Each data source is only queried once. Depending on date time range, you'll query either Graphite's 7d sequences, or it's longer term sequences.

Older data thus is naturally flatter, with fewer spikes and dips.

The average should remain accurate, eg if used to derive a multiple or total over the same period. However generating another average will produce unstable results, and does not have an (obvious) meaning to me.

I see, but that doesn't really explain it to me. How come that identical datapoints-per-1-minute result in different datapoints-per-5-minutes when aggregated? (Are the aggregation periods not aligned?)

They don't even average out to the same value. One of the metrics consistently has higher values. (link)

Well, at least the 'sum' is consistent. (link)

Change 977781 had a related patch set uploaded (by Bartosz Dziewoński; author: Bartosz Dziewoński):

[mediawiki/extensions/CentralAuth@master] Remove logging to "centralauth.centrallogin_errors.*"

https://gerrit.wikimedia.org/r/977781

I see, but that doesn't really explain it to me. How come that identical datapoints-per-1-minute result in different datapoints-per-5-minutes when aggregated?

The authevents metrics are split into api/web, so even though the individual reported values are the same, there are twice as many buckets and there is less aggregation happening.

I never quite understood why avg is inaccurate (for percentile metrics, it's impossible to get an exact result by aggregating aggregates, but for sum/avg it should be fine) but whatever mechanism causes avg aggregation to lose fidelity is used more for the old metric.

Change 977781 merged by jenkins-bot:

[mediawiki/extensions/CentralAuth@master] Remove logging to "centralauth.centrallogin_errors.*"

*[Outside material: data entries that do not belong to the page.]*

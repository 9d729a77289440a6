use error_stack::Report;

pub type FetchResult<T> = Result<T, Report<FetchError>>;
pub type OptFetchResult<T> = Result<Option<T>, Report<FetchError>>;
pub type CombineResult<T> = Result<T, Report<CombineError>>;
pub type ForwardResult<T> = Result<T, Report<ForwardError>>;
pub type PolicyResult<T> = Result<T, Report<PolicyError>>;
pub type ProduceResult<T> = Result<T, Report<ProduceError>>;
pub type PublishResult<T> = Result<T, Report<PublishError>>;

#[derive(Debug, thiserror::Error)]
pub enum FetchError {
    #[error("failed to send request to upstream service")]
    Request,
    #[error("upstream service responded with status {0}")]
    Status(u16),
    #[error("failed to parse content")]
    ParseContent,
    #[error("failed to parse internal content")]
    ParseInternalContent,
    #[error("failed to parse annotations from internal content")]
    ParseAnnotations,
}

#[derive(Debug, thiserror::Error)]
pub enum CombineError {
    #[error("content has no UUID provided")]
    NoContentUuid,
    #[error("annotations have no UUID referenced")]
    NoAnnotationsUuid,
    #[error("failed to fetch data for combination")]
    Fetch,
}

#[derive(Debug, thiserror::Error)]
pub enum ForwardError {
    #[error("content type {0:?} is not supported")]
    InvalidContentType(String),
    #[error("failed to evaluate publication policy")]
    PolicyEvaluation,
    #[error("{0}")]
    PolicySkip(String),
    #[error("failed to serialize combined message")]
    Serialize,
    #[error("error forwarding message to Kafka")]
    Send,
}

#[derive(Debug, thiserror::Error)]
pub enum PolicyError {
    #[error("failed to reach policy agent")]
    Request,
    #[error("policy agent responded with status {0}")]
    Status(u16),
    #[error("failed to parse policy decision")]
    Parse,
}

#[derive(Debug, thiserror::Error)]
pub enum ProduceError {
    #[error("failed to reach queue proxy")]
    Request,
    #[error("queue proxy responded with status {0}")]
    Status(u16),
}

#[derive(Debug, thiserror::Error)]
pub enum PublishError {
    #[error("content not found")]
    NotFound,
    #[error("content type is not supported")]
    InvalidContentType,
    #[error("failed to combine content")]
    Combine,
    #[error("failed to forward combined content")]
    Forward,
}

https://gerrit.wikimedia.org/r/977781

Ah, that sounds plausible enough, thanks.

Change 978679 had a related patch set uploaded (by Bartosz Dziewoński; author: Bartosz Dziewoński):

[operations/puppet@production] Update CentralAuth login failures metric

https://gerrit.wikimedia.org/r/978679

I updated both https://grafana.wikimedia.org/d/000000004/authentication-metrics?orgId=1&viewPanel=41 and https://grafana.wikimedia.org/d/000000438/mediawiki-exceptions-alerts?orgId=1&viewPanel=3 to show both the old and the new data sources. Currently they're shown in a slightly ugly overlapped way, but the old one will stop being logged next week.

Change 978679 merged by Filippo Giunchedi:

[operations/puppet@production] Update CentralAuth login failures metric

https://gerrit.wikimedia.org/r/978679